Ed invece bastano 3 nanosecondi per rendermi conto che non c'è
assolutamente bisogno di sbattermi.
Entriamo dentro, e mi prende letteralmente un coccolone: il buran
siberiano è nella camera occupata dagli indiani; ha trovato casa lì,
si trova a suo agio, e non paga neanche il soggiorno. Un getto di
vento gelido direttamente da Novosibirsk a Gennaio, passando per il
fan coil del contro soffitto. Ma quel che mi lasciò allibito furono
gli indiani in camera.
In pigiama.
Dentro il letto.
Copriletto e coperta.
E l'indiano fa il suo mestiere di falso e bugiardo in maniera
perfetta, deve aver studiato direttamente dal presidente del kerala.
Forse adesso è lui, il presidente del kerala.
-Vede? Vede? L'aria condizionata non funziona! Chiami immediatamente
il direttore e mi ridia i soldi che ho pagato.-
-Ma... perchè dormite con le coperte ed il copriletto? Non c'è
bisogno di dormire così coperti, l'aria condizionata funziona
benissimo, fa freddo qui-
-Qui non fa freddo!- Spara lui tutto risentito -l'aria condizionata
non funziona, rivoglio i miei soldi-
Non credo di essere stato più allibito di come ero in quel momento.

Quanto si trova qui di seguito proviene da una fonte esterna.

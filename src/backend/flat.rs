//! Exhaustive-scan backends.
//!
//! `bruteforce` keeps float32 rows and needs no training. `demo` keeps 8-bit
//! scalar codes whose per-dimension ranges are learned by `pretrain`; it is
//! the smallest backend that exercises the full training lifecycle.

use serde::{Deserialize, Serialize};
use tracing::debug;

use crate::backend::registry::BackendKind;
use crate::backend::traits::{BackendOutput, BuildContext, IndexReader, IndexWriter, SearchContext};
use crate::core::memory::SearchSession;
use crate::core::types::{Dimension, VectorId};
use crate::encode::{EncodedVectors, EncoderModel, EncodingKind};
use crate::error::{Result, SagittaError};
use crate::search::{Candidate, RowOutcome, ScanParams, scan_rows};

#[derive(Debug, Serialize, Deserialize)]
struct FlatIndex {
    vectors: EncodedVectors,
}

#[derive(Debug)]
pub struct FlatWriter {
    kind: BackendKind,
    ctx: BuildContext,
    vectors: Option<EncodedVectors>,
}

impl FlatWriter {
    pub fn bruteforce(ctx: BuildContext) -> Self {
        let model = EncoderModel::Float32(crate::encode::Float32Encoder::new(ctx.dimension));
        FlatWriter {
            kind: BackendKind::Bruteforce,
            ctx,
            vectors: Some(EncodedVectors::new(model)),
        }
    }

    pub fn demo(ctx: BuildContext) -> Self {
        FlatWriter {
            kind: BackendKind::Demo,
            ctx,
            vectors: None,
        }
    }
}

impl IndexWriter for FlatWriter {
    fn kind(&self) -> BackendKind {
        self.kind
    }

    fn train(&mut self, sample: &[f32]) -> Result<()> {
        if self.kind == BackendKind::Bruteforce {
            return Ok(());
        }
        let model = EncoderModel::train(EncodingKind::Sq8, self.ctx.dimension, sample)?;
        debug!(rows = sample.len() / self.ctx.dimension, "Trained demo scalar quantizer");
        self.vectors = Some(EncodedVectors::new(model));
        Ok(())
    }

    fn insert(&mut self, ids: &[VectorId], vectors: &[f32]) -> Result<()> {
        self.vectors
            .as_mut()
            .ok_or_else(|| SagittaError::state_violation("Quantizer has not been trained"))?
            .push_batch(ids, vectors)
    }

    fn len(&self) -> usize {
        self.vectors.as_ref().map_or(0, EncodedVectors::len)
    }

    fn estimated_memory_usage(&self) -> usize {
        self.vectors.as_ref().map_or(0, EncodedVectors::memory_usage)
    }

    fn finish(&mut self) -> Result<Vec<u8>> {
        let vectors = self
            .vectors
            .take()
            .ok_or_else(|| SagittaError::state_violation("Quantizer has not been trained"))?;
        Ok(bincode::serialize(&FlatIndex { vectors })?)
    }
}

#[derive(Debug)]
pub struct FlatReader {
    kind: BackendKind,
    index: FlatIndex,
}

impl FlatReader {
    pub fn open(kind: BackendKind, dimension: Dimension, payload: &[u8]) -> Result<Self> {
        let index: FlatIndex = bincode::deserialize(payload)?;
        index.vectors.validate()?;
        if index.vectors.encoder().dimension() != dimension {
            return Err(SagittaError::corrupted(format!(
                "Stored vectors have dimension {}, header says {dimension}",
                index.vectors.encoder().dimension()
            )));
        }
        Ok(FlatReader { kind, index })
    }
}

impl IndexReader for FlatReader {
    fn kind(&self) -> BackendKind {
        self.kind
    }

    fn len(&self) -> usize {
        self.index.vectors.len()
    }

    fn memory_usage(&self) -> usize {
        self.index.vectors.memory_usage()
    }

    fn search(&self, ctx: &SearchContext<'_>, session: &mut SearchSession) -> Result<BackendOutput> {
        let vectors = &self.index.vectors;
        let params = ScanParams {
            limit: ctx.limit,
            dimension: ctx.query.len(),
            parallel: ctx.parallel,
        };

        let outcome = scan_rows(vectors.len(), params, session, |row, scratch| {
            let id = vectors.id(row);
            if !ctx.filter.accepts(id) {
                return RowOutcome::Filtered;
            }
            vectors.decode_into(row, scratch);
            RowOutcome::Scored(Candidate::new(
                &ctx.scorer,
                id,
                ctx.scorer.score(ctx.query, scratch),
            ))
        })?;

        Ok(BackendOutput::from_scan(outcome))
    }
}

#[cfg(test)]
mod tests {
    use super::*;
    use crate::core::distance::DistanceType;
    use crate::core::options::RuntimeOptions;
    use crate::core::types::AttributeStore;
    use crate::search::CandidateFilter;
    use crate::util::simd::DistanceKernel;

    fn ctx(dimension: usize) -> BuildContext {
        BuildContext {
            dimension,
            metric: DistanceType::Euclidean,
            scorer: DistanceType::Euclidean.scorer(DistanceKernel::Scalar).unwrap(),
            options: RuntimeOptions::new(),
        }
    }

    fn search(reader: &dyn IndexReader, query: &[f32], limit: usize) -> Vec<(VectorId, f32)> {
        let attributes = AttributeStore::default();
        let options = RuntimeOptions::new();
        let ctx = SearchContext {
            query,
            limit,
            scorer: DistanceType::Euclidean.scorer(DistanceKernel::Scalar).unwrap(),
            filter: CandidateFilter::new(&attributes),
            options: &options,
            parallel: false,
        };
        let mut session = SearchSession::new();
        reader
            .search(&ctx, &mut session)
            .unwrap()
            .candidates
            .iter()
            .map(|c| (c.id, c.score))
            .collect()
    }

    #[test]
    fn test_bruteforce_round_trip() {
        let mut writer = FlatWriter::bruteforce(ctx(2));
        writer.train(&[]).unwrap();
        writer
            .insert(&[1, 2, 3, 4], &[0.0, 0.0, 1.0, 0.0, 0.0, 1.0, 1.0, 1.0])
            .unwrap();
        assert_eq!(writer.len(), 4);

        let payload = writer.finish().unwrap();
        let reader = FlatReader::open(BackendKind::Bruteforce, 2, &payload).unwrap();
        assert_eq!(reader.len(), 4);

        let hits = search(&reader, &[1.0, 0.0], 2);
        assert_eq!(hits[0], (2, 0.0));
        assert_eq!(hits[1].0, 1);
        assert_eq!(hits[1].1, 1.0);

        assert!(FlatReader::open(BackendKind::Bruteforce, 3, &payload).is_err());
    }

    #[test]
    fn test_demo_requires_training() {
        let mut writer = FlatWriter::demo(ctx(2));
        assert!(writer.insert(&[1], &[0.0, 0.0]).is_err());

        writer.train(&[0.0, 0.0, 4.0, 4.0]).unwrap();
        writer.insert(&[1, 2], &[0.0, 0.0, 4.0, 4.0]).unwrap();
        let payload = writer.finish().unwrap();

        let reader = FlatReader::open(BackendKind::Demo, 2, &payload).unwrap();
        let hits = search(&reader, &[4.0, 4.0], 1);
        assert_eq!(hits, vec![(2, 0.0)]);
    }
}
//! Query scenarios against indexes built in memory.

use std::collections::HashSet;
use std::sync::Arc;

use rand::rngs::StdRng;
use rand::{Rng, SeedableRng};
use sagitta::api::result::STAT_FILTERED_OUT;
use sagitta::prelude::*;

fn random_rows(rows: usize, dim: usize, seed: u64) -> Vec<f32> {
    let mut rng = StdRng::seed_from_u64(seed);
    (0..rows * dim).map(|_| rng.random_range(-1.0..1.0)).collect()
}

fn open_index(
    backend: &str,
    metric: DistanceType,
    dim: usize,
    ids: &[VectorId],
    vectors: &[f32],
) -> Result<IndexSearcher> {
    let storage = Arc::new(MemoryStorage::new_default());
    let io = IoOptions::new(storage, "index.sgt");

    let options = BuilderOptions::new(backend, dim, metric).with_option("ivf.nlist", "4");
    let mut builder = IndexBuilder::create(options)?;
    builder.pretrain(vectors)?;
    builder.insert_batch(ids, vectors)?;
    builder.dump(&io)?;

    let mut searcher = IndexSearcher::create(
        SearcherOptions::new(backend, dim, metric)
            .with_parallelism(2)
            .with_option("ivf.nprobe", "4"),
    )?;
    searcher.open(&io)?;
    Ok(searcher)
}

#[test]
fn exact_match_is_the_top_hit() -> Result<()> {
    let vectors = [0.0, 0.0, 1.0, 0.0, 0.0, 1.0, 1.0, 1.0];
    let searcher = open_index("bruteforce", DistanceType::Euclidean, 2, &[1, 2, 3, 4], &vectors)?;

    let result = searcher.search(&VectorSearch::new("embedding", vec![1.0, 0.0], 2), &SearchOptions::new())?;
    assert_eq!(result.len(), 2);
    assert_eq!(result.hits[0], SearchHit { id: 2, distance: 0.0 });
    assert_eq!(result.stat("backend"), Some(&serde_json::Value::from("bruteforce")));
    Ok(())
}

#[test]
fn euclidean_results_ascend_with_id_tie_break() -> Result<()> {
    // Ids 7, 3 and 5 sit at the same distance from the query.
    let vectors = [1.0, 0.0, -1.0, 0.0, 0.0, 1.0, 3.0, 3.0, 0.1, 0.0];
    let ids = [7, 3, 5, 9, 1];
    let searcher = open_index("bruteforce", DistanceType::Euclidean, 2, &ids, &vectors)?;

    let result = searcher.search(&VectorSearch::new("v", vec![0.0, 0.0], 5), &SearchOptions::new())?;
    assert_eq!(result.ids(), vec![1, 3, 5, 7, 9]);
    for pair in result.hits.windows(2) {
        assert!(pair[0].distance <= pair[1].distance);
    }
    Ok(())
}

#[test]
fn every_backend_orders_hits_best_first() -> Result<()> {
    let dim = 8;
    let ids: Vec<VectorId> = (0..300).collect();
    let vectors = random_rows(ids.len(), dim, 11);
    let query = random_rows(1, dim, 12);

    for backend in ["bruteforce", "ivf", "diskann", "demo"] {
        let searcher = open_index(backend, DistanceType::Euclidean, dim, &ids, &vectors)?;
        let result = searcher.search(&VectorSearch::new("v", query.clone(), 10), &SearchOptions::new())?;

        assert!(!result.is_empty(), "backend {backend}");
        assert!(result.len() <= 10);
        for pair in result.hits.windows(2) {
            assert!(
                pair[0].distance < pair[1].distance
                    || (pair[0].distance == pair[1].distance && pair[0].id < pair[1].id),
                "backend {backend} misordered {pair:?}"
            );
        }
    }
    Ok(())
}

#[test]
fn similarity_metrics_rank_descending() -> Result<()> {
    let vectors = [1.0, 0.0, 0.0, 1.0, 1.0, 1.0];

    let ip = open_index("bruteforce", DistanceType::InnerProduct, 2, &[1, 2, 3], &vectors)?;
    let result = ip.search(&VectorSearch::new("v", vec![1.0, 2.0], 3), &SearchOptions::new())?;
    assert_eq!(result.ids(), vec![3, 2, 1]);
    assert_eq!(result.hits[0].distance, 3.0);

    let cosine = open_index("bruteforce", DistanceType::Cosine, 2, &[1, 2, 3], &vectors)?;
    let query = VectorSearch::new("v", vec![2.0, 0.0], 3).with_distance_type(DistanceType::Cosine);
    let result = cosine.search(&query, &SearchOptions::new())?;
    assert_eq!(result.ids(), vec![1, 3, 2]);
    assert!((result.hits[0].distance - 1.0).abs() < 1e-6);
    assert!((result.hits[1].distance - std::f32::consts::FRAC_1_SQRT_2).abs() < 1e-6);
    Ok(())
}

#[test]
fn limit_beyond_the_index_returns_every_row() -> Result<()> {
    let dim = 2;
    for backend in ["bruteforce", "ivf", "diskann", "demo"] {
        // Scan backends need enough rows to take the parallel path.
        let count = if backend == "diskann" { 300 } else { 2100 };
        let ids: Vec<VectorId> = (0..count as VectorId).collect();
        let vectors = random_rows(count, dim, 71);
        let searcher = open_index(backend, DistanceType::Euclidean, dim, &ids, &vectors)?;

        for limit in [count + 1, i32::MAX as usize, usize::MAX] {
            let query = VectorSearch::new("v", vectors[..dim].to_vec(), limit);
            let result = searcher.search(&query, &SearchOptions::new())?;
            assert_eq!(result.len(), count, "backend {backend} limit {limit}");
            assert_eq!(result.hits[0].id, 0, "backend {backend}");
        }
    }
    Ok(())
}

#[test]
fn similarity_ties_break_by_ascending_id() -> Result<()> {
    // Ids 8, 3 and 5 share the same inner product and cosine with the query.
    let vectors = [1.0, 1.0, 2.0, 0.0, 1.0, 1.0, 0.0, 1.0, 1.0, 1.0];
    let ids = [8, 6, 3, 2, 5];

    let ip = open_index("bruteforce", DistanceType::InnerProduct, 2, &ids, &vectors)?;
    let result = ip.search(&VectorSearch::new("v", vec![1.0, 1.0], 5), &SearchOptions::new())?;
    assert_eq!(result.ids(), vec![3, 5, 6, 8, 2]);

    let cosine = open_index("bruteforce", DistanceType::Cosine, 2, &ids, &vectors)?;
    let result = cosine.search(&VectorSearch::new("v", vec![1.0, 1.0], 3), &SearchOptions::new())?;
    assert_eq!(result.ids(), vec![3, 5, 8]);
    Ok(())
}

#[test]
fn pre_filter_excludes_ids_on_every_backend() -> Result<()> {
    let dim = 4;
    let ids: Vec<VectorId> = (0..200).collect();
    let vectors = random_rows(ids.len(), dim, 21);

    for backend in ["bruteforce", "ivf", "diskann", "demo"] {
        let searcher = open_index(backend, DistanceType::Euclidean, dim, &ids, &vectors)?;
        let unfiltered = VectorSearch::new("v", vectors[..dim].to_vec(), 20);
        let odd_only = unfiltered.replace_pre_filter(Some(Arc::new(|id: VectorId| id % 2 == 1)));

        let result = searcher.search(&odd_only, &SearchOptions::new())?;
        assert!(!result.is_empty(), "backend {backend}");
        assert!(result.hits.iter().all(|hit| hit.id % 2 == 1), "backend {backend}");
        assert!(result.stat_u64(STAT_FILTERED_OUT).unwrap_or(0) > 0);

        // The original descriptor is untouched by the replacement.
        let result = searcher.search(&unfiltered, &SearchOptions::new())?;
        assert_eq!(result.hits[0].id, 0, "backend {backend}");
    }
    Ok(())
}

#[test]
fn structured_predicate_uses_materialized_fields() -> Result<()> {
    let storage = Arc::new(MemoryStorage::new_default());
    let io = IoOptions::new(storage, "colors.sgt");

    let options =
        BuilderOptions::new("bruteforce", 1, DistanceType::Euclidean).with_materialized_fields(["color", "price"]);
    let mut builder = IndexBuilder::create(options)?;
    let colors = ["red", "blue", "red", "green", "red"];
    let rows: Vec<RowAttributes> = colors
        .iter()
        .enumerate()
        .map(|(i, color)| {
            let mut row = RowAttributes::new();
            row.insert("color".into(), (*color).into());
            row.insert("price".into(), (i as i64 * 10).into());
            row
        })
        .collect();
    builder.insert_batch_with_attributes(&[0, 1, 2, 3, 4], &[0.0, 1.0, 2.0, 3.0, 4.0], &rows)?;
    builder.dump(&io)?;

    let mut searcher = IndexSearcher::create(SearcherOptions::new("bruteforce", 1, DistanceType::Euclidean))?;
    searcher.open(&io)?;

    let red = VectorSearch::new("v", vec![1.0], 5).with_predicate(FieldPredicate::eq("color", "red"));
    assert_eq!(searcher.search(&red, &SearchOptions::new())?.ids(), vec![0, 2, 4]);

    let cheap_red = VectorSearch::new("v", vec![1.0], 5)
        .with_predicate(FieldPredicate::eq("color", "red").and(FieldPredicate::range("price", None, Some(25.0))))
        .with_pre_filter(|id| id != 0);
    assert_eq!(searcher.search(&cheap_red, &SearchOptions::new())?.ids(), vec![2]);

    let unknown = VectorSearch::new("v", vec![1.0], 5).with_predicate(FieldPredicate::eq("size", 3i64));
    let err = searcher.search(&unknown, &SearchOptions::new()).unwrap_err();
    assert_eq!(err.code(), ErrorCode::FieldNotMaterialized);
    Ok(())
}

#[test]
fn metric_mismatch_returns_no_partial_results() -> Result<()> {
    let vectors = random_rows(10, 3, 31);
    let ids: Vec<VectorId> = (0..10).collect();
    let searcher = open_index("bruteforce", DistanceType::Euclidean, 3, &ids, &vectors)?;

    let query = VectorSearch::new("v", vectors[..3].to_vec(), 3).with_distance_type(DistanceType::Cosine);
    let err = searcher.search(&query, &SearchOptions::new()).unwrap_err();
    assert_eq!(err.code(), ErrorCode::MetricMismatch);

    let err = searcher
        .search(&VectorSearch::new("v", vec![0.0; 4], 3), &SearchOptions::new())
        .unwrap_err();
    assert_eq!(err.code(), ErrorCode::DimensionMismatch);
    Ok(())
}

#[test]
fn concurrent_searches_share_one_searcher() -> Result<()> {
    let dim = 16;
    let ids: Vec<VectorId> = (0..5000).collect();
    let vectors = random_rows(ids.len(), dim, 41);
    let searcher = open_index("bruteforce", DistanceType::Euclidean, dim, &ids, &vectors)?;

    let expected: Vec<Vec<VectorId>> = (0..4)
        .map(|t| {
            let query = VectorSearch::new("v", vectors[t * dim..(t + 1) * dim].to_vec(), 5);
            let sequential = SearchOptions::new().with_option("search.parallelism", "1");
            searcher.search(&query, &sequential).map(|r| r.ids())
        })
        .collect::<Result<_>>()?;

    std::thread::scope(|scope| {
        for (t, expected) in expected.iter().enumerate() {
            let searcher = &searcher;
            let vectors = &vectors;
            scope.spawn(move || {
                let query = VectorSearch::new("v", vectors[t * dim..(t + 1) * dim].to_vec(), 5)
                    .with_pre_filter(|id| id < 5000);
                let result = searcher.search(&query, &SearchOptions::new()).unwrap();
                assert_eq!(&result.ids(), expected);
                assert_eq!(result.hits[0].id, t as VectorId);
            });
        }
    });
    Ok(())
}

#[test]
fn ivf_probe_count_is_a_query_option() -> Result<()> {
    let dim = 4;
    let ids: Vec<VectorId> = (0..400).collect();
    let vectors = random_rows(ids.len(), dim, 51);
    let searcher = open_index("ivf", DistanceType::Euclidean, dim, &ids, &vectors)?;
    let query = VectorSearch::new("v", vectors[..dim].to_vec(), 10);

    let narrow = searcher.search(&query, &SearchOptions::new().with_option("ivf.nprobe", "1"))?;
    let wide = searcher.search(&query, &SearchOptions::new())?;
    assert_eq!(narrow.stat_u64("ivf.probed_lists"), Some(1));
    assert_eq!(wide.stat_u64("ivf.probed_lists"), Some(4));
    assert!(narrow.stat_u64("candidates_scanned") <= wide.stat_u64("candidates_scanned"));

    let exact = open_index("bruteforce", DistanceType::Euclidean, dim, &ids, &vectors)?;
    assert_eq!(wide.ids(), exact.search(&query, &SearchOptions::new())?.ids());
    Ok(())
}

#[test]
fn extensions_observe_searches() -> Result<()> {
    let vectors = random_rows(20, 2, 61);
    let ids: Vec<VectorId> = (0..20).collect();
    let mut searcher = open_index("diskann", DistanceType::Euclidean, 2, &ids, &vectors)?;
    let collector = Arc::new(StatsCollector::new());
    searcher.attach(collector.clone())?;

    let query = VectorSearch::new("v", vec![0.0, 0.0], 3);
    let result = searcher.search(&query, &SearchOptions::new())?;
    assert!(result.stat_u64("diskann.visited").unwrap_or(0) > 0);
    assert_eq!(result.stat_u64("collector.searches"), Some(1));
    searcher.search(&query, &SearchOptions::new())?;
    searcher.close()?;

    let stats = collector.snapshot();
    assert_eq!(stats.searches, 2);
    assert_eq!(stats.hits_returned, 6);

    let seen: HashSet<VectorId> = result.ids().into_iter().collect();
    assert_eq!(seen.len(), result.len());
    Ok(())
}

Questo tipi stavano dormendo sotto le coperte mentre l'aria
condizionata emanava la sua brezza gelida. Poi inscenavano una
pantomima per non pagare la camera. Peraltro già pagata, con
agenzia, qui da noi non avevano ancora dato un centesimo. E lui
insisteva con la sua tiritera “The air condition is not working! I
want my money back! Call the manager!”.
Non mi va di continuare a discutere con un indiano, a quell'ora di
notte poi. Perciò metto in opera la strategia classica di quest'ora
di notte: -parli con l'addetto al ricevimento domani mattina-
-E' il direttore?-
-No, il direttore arriva alle 9-
-Ma io parto alle 8!-
-Mi spiace, non posso farci niente. Io finisco il mio turno alle 7,
parli con chi viene dopo-
E lui di nuovo: - E' il direttore?-
Non posso dirvi cosa pensavo in quel momento. Vi dico solo che, se la
terra di mezzo fosse stata il subcontinente indiano, mi sarei
arruolato immediatamente con l'esercito di Sauron per guidare orde di
troll alla conquista di Bombay.
-No, non è il direttore, lui viene alle 9-
-Io parto alle 8! Lo chiami immediatamente!-
-Mi spiace, ma per quel che posso constatare, il problema non
sussiste. In ogni caso parli con il mio collega che viene alle 7-
-E' il direttore?-
Argh!
Andiamo avanti una mezz'ora buona di questa tiritera, fino a che si
convince che non mollavo, e quindi a lasciarmi tornare al
ricevimento.
Alle 6 e mezzo, pochi minuti prima che arrivi il collega del mattino
a darmi il cambio e possa andare a casa a dormire il sonno del
giusto, piomba nuovamente giù il nipotino di Indira Ghandi, almeno
stavolta non è in pigiama. Trafelato, agitatissimo, si infila
nell'ufficio prenotazioni e ringhia “Where is the manager?”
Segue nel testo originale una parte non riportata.